● **Exercise instructions**:
Your answer should be the complete data, copied exactly.

Stored records
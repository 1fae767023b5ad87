//! Reminder — a medicine name with the date and time it is due.
//!
//! Dates and times are kept as the exact text that is persisted. Whether a
//! reminder is due is decided by comparing [`Reminder::due_key`] with a freshly
//! formatted [`due_stamp`](crate::time::due_stamp), not by clock arithmetic.

use chrono::NaiveDateTime;
use serde::{Deserialize, Serialize};

use crate::{
  Error, Result,
  time::{normalize_date, normalize_time, parse_due_stamp},
};

// ─── Persisted row ───────────────────────────────────────────────────────────

/// A reminder as read back from the store.
#[derive(Debug, Clone, PartialEq, Eq, Serialize, Deserialize)]
pub struct Reminder {
  /// Assigned by the store on insert; never changes.
  pub id:   i64,
  pub name: String,
  /// `YYYY-MM-DD`.
  pub date: String,
  /// `HH:MM AM/PM`.
  pub time: String,
}

impl Reminder {
  /// The text compared against the current due stamp.
  pub fn due_key(&self) -> String { format!("{} {}", self.date, self.time) }

  /// The reminder's date and time as a clock value, if the stored text
  /// parses.
  pub fn chronological_key(&self) -> Option<NaiveDateTime> {
    parse_due_stamp(&self.due_key())
  }
}

/// Re-sort reminders by clock order instead of stored-text order.
///
/// Rows whose text does not parse keep their relative order and go last.
pub fn sort_chronologically(reminders: &mut [Reminder]) {
  reminders.sort_by_cached_key(|r| {
    let key = r.chronological_key();
    (key.is_none(), key)
  });
}

// ─── Validated input ─────────────────────────────────────────────────────────

/// The three user-editable fields of a reminder, already validated.
///
/// Only [`NewReminder::parse`] builds one, so any value reaching a store has a
/// non-empty name, a real calendar date and a normalised time.
#[derive(Debug, Clone, PartialEq, Eq)]
pub struct NewReminder {
  name: String,
  date: String,
  time: String,
}

impl NewReminder {
  /// Validate raw user input.
  ///
  /// The name is trimmed and must be non-empty. The date must be a real
  /// `YYYY-MM-DD` date. The time is normalised with
  /// [`normalize_time`](crate::time::normalize_time).
  pub fn parse(name: &str, date: &str, time: &str) -> Result<Self> {
    let name = name.trim();
    if name.is_empty() {
      return Err(Error::EmptyName);
    }

    Ok(Self {
      name: name.to_owned(),
      date: normalize_date(date)?,
      time: normalize_time(time)?,
    })
  }

  pub fn name(&self) -> &str { &self.name }

  pub fn date(&self) -> &str { &self.date }

  pub fn time(&self) -> &str { &self.time }

  /// Attach a store-assigned id.
  pub fn into_reminder(self, id: i64) -> Reminder {
    Reminder { id, name: self.name, date: self.date, time: self.time }
  }
}
//! Core types and trait definitions for Pillbox medicine reminders.
//!
//! This crate is free of database and notification dependencies. The store
//! backend and the reminder poller both depend on it.

// We intentionally use native `async fn` in traits (stabilised in Rust 1.75).
// Suppress the advisory lint about `Send` bounds on the returned futures.
#![allow(async_fn_in_trait)]

pub mod error;
pub mod reminder;
pub mod store;
pub mod time;

pub use error::{Error, Result};
pub use reminder::{NewReminder, Reminder};
pub use store::ReminderStore;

● **Reply**:
repository 1fae767023b5ad87
//! Reminder — a medicine name with the date and time it is due.
//!
//! Dates and times are kept as the exact text that is persisted. Whether a
//! reminder is due is decided by comparing [`Reminder::due_key`] with a freshly
//! formatted [`due_stamp`](crate::time::due_stamp), not by clock arithmetic.

use chrono::NaiveDateTime;
use serde::{Deserialize, Serialize};

use crate::{
  Error, Result,
  time::{normalize_date, normalize_time, parse_due_stamp},
};

// ─── Persisted row ───────────────────────────────────────────────────────────

/// A reminder as read back from the store.
#[derive(Debug, Clone, PartialEq, Eq, Serialize, Deserialize)]
pub struct Reminder {
  /// Assigned by the store on insert; never changes.
  pub id:   i64,
  pub name: String,
  /// `YYYY-MM-DD`.
  pub date: String,
  /// `HH:MM AM/PM`.
  pub time: String,
}

impl Reminder {
  /// The text compared against the current due stamp.
  pub fn due_key(&self) -> String { format!("{} {}", self.date, self.time) }

  /// The reminder's date and time as a clock value, if the stored text
  /// parses.
  pub fn chronological_key(&self) -> Option<NaiveDateTime> {
    parse_due_stamp(&self.due_key())
  }
}

/// Re-sort reminders by clock order instead of stored-text order.
///
/// Rows whose text does not parse keep their relative order and go last.
pub fn sort_chronologically(reminders: &mut [Reminder]) {
  reminders.sort_by_cached_key(|r| {
    let key = r.chronological_key();
    (key.is_none(), key)
  });
}

// ─── Validated input ─────────────────────────────────────────────────────────

/// The three user-editable fields of a reminder, already validated.
///
/// Only [`NewReminder::parse`] builds one, so any value reaching a store has a
/// non-empty name, a real calendar date and a normalised time.
#[derive(Debug, Clone, PartialEq, Eq)]
pub struct NewReminder {
  name: String,
  date: String,
  time: String,
}

impl NewReminder {
  /// Validate raw user input.
  ///
  /// The name is trimmed and must be non-empty. The date must be a real
  /// `YYYY-MM-DD` date. The time is normalised with
  /// [`normalize_time`](crate::time::normalize_time).
  pub fn parse(name: &str, date: &str, time: &str) -> Result<Self> {
    let name = name.trim();
    if name.is_empty() {
      return Err(Error::EmptyName);
    }

    Ok(Self {
      name: name.to_owned(),
      date: normalize_date(date)?,
      time: normalize_time(time)?,
    })
  }

  pub fn name(&self) -> &str { &self.name }

  pub fn date(&self) -> &str { &self.date }

  pub fn time(&self) -> &str { &self.time }

  /// Attach a store-assigned id.
  pub fn into_reminder(self, id: i64) -> Reminder {
    Reminder { id, name: self.name, date: self.date, time: self.time }
  }
}
//! Core types and trait definitions for Pillbox medicine reminders.
//!
//! This crate is free of database and notification dependencies. The store
//! backend and the reminder poller both depend on it.

// We intentionally use native `async fn` in traits (stabilised in Rust 1.75).
// Suppress the advisory lint about `Send` bounds on the returned futures.
#![allow(async_fn_in_trait)]

pub mod error;
pub mod reminder;
pub mod store;
pub mod time;

pub use error::{Error, Result};
pub use reminder::{NewReminder, Reminder};
pub use store::ReminderStore;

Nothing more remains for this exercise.